THE PROBLEM: If a line of the data below contains the string "bool", copy it into your answer.

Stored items
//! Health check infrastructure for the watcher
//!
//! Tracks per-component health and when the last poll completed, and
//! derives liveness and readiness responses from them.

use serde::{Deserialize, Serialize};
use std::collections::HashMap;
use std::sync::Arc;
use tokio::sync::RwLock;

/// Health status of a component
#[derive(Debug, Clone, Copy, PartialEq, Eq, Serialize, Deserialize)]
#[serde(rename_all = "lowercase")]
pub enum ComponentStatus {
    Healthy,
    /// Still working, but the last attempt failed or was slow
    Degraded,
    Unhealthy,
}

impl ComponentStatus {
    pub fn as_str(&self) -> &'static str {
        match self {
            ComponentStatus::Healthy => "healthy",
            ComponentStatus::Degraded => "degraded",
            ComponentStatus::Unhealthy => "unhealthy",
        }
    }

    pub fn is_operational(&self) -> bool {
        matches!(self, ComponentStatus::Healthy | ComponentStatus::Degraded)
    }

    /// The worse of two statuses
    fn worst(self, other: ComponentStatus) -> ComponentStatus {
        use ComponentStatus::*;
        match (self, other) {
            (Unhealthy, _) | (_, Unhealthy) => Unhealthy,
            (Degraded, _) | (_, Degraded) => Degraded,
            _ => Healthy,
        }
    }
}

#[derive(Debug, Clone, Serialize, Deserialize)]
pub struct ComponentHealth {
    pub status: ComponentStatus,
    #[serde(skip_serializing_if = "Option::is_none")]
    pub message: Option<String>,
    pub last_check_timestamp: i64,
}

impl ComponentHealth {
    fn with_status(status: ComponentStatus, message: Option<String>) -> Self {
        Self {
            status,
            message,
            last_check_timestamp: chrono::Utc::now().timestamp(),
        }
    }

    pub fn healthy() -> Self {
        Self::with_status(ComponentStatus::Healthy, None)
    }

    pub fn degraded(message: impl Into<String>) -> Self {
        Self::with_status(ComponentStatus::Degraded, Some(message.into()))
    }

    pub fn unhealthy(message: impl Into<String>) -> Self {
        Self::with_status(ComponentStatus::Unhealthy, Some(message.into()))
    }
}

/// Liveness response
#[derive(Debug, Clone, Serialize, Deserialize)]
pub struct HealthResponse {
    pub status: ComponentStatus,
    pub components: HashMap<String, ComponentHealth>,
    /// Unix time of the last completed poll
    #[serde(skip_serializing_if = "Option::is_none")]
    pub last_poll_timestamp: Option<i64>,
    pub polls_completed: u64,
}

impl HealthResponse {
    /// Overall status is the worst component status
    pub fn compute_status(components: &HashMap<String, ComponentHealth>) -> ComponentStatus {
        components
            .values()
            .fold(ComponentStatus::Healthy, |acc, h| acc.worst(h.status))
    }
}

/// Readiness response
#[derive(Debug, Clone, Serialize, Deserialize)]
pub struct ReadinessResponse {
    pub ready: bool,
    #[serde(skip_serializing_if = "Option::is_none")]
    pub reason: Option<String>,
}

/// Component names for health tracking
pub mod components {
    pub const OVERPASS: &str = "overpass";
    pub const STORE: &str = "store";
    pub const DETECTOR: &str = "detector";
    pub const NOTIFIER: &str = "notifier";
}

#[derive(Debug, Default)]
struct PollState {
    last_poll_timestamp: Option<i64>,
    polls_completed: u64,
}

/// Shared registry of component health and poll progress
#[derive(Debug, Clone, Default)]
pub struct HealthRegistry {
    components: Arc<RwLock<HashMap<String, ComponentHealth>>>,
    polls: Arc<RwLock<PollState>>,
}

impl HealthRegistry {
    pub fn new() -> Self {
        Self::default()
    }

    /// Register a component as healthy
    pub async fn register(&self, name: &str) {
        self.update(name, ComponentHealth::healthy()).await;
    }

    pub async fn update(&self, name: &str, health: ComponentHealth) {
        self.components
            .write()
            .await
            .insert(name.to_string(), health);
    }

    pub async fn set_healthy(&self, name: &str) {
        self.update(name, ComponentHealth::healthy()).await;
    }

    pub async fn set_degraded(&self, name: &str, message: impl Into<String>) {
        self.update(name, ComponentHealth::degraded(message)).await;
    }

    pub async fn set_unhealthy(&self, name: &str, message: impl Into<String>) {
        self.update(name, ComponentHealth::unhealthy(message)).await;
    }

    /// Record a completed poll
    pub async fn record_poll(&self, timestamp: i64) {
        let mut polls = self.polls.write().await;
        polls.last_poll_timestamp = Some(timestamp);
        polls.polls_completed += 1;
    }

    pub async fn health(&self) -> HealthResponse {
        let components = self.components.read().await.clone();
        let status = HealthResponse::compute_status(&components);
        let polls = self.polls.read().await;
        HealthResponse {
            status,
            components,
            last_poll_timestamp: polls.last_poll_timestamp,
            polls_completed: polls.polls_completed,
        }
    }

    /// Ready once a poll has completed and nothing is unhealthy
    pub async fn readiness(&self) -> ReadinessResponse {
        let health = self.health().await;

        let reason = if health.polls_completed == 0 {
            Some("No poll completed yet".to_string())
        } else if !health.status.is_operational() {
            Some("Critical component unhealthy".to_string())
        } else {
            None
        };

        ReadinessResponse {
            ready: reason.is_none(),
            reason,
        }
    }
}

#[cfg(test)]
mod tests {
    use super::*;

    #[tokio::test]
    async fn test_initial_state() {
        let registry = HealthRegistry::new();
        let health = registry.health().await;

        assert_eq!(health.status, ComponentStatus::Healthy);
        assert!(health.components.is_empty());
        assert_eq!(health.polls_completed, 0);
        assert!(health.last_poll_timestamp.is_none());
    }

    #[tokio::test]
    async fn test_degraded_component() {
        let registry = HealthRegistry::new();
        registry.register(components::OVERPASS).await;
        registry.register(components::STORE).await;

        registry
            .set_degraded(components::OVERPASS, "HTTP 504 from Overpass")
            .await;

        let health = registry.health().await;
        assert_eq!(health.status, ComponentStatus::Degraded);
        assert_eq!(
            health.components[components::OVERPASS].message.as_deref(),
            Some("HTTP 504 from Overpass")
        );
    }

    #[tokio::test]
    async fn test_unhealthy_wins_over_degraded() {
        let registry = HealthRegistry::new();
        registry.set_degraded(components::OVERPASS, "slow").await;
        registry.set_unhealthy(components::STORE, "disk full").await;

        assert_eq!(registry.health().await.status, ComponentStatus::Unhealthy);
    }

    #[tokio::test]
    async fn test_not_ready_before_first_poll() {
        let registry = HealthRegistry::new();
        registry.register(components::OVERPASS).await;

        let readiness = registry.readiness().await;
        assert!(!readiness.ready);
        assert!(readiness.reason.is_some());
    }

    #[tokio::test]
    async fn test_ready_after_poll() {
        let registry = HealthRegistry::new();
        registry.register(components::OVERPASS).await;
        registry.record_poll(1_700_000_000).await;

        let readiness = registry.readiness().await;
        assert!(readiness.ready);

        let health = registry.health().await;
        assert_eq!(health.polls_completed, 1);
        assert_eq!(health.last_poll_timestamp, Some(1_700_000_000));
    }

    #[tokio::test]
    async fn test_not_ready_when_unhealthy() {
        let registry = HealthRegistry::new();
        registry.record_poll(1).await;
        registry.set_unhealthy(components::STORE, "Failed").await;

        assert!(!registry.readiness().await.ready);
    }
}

EXERCISE RESPONSE:
    pub fn is_operational(&self) -> bool {
    pub ready: bool,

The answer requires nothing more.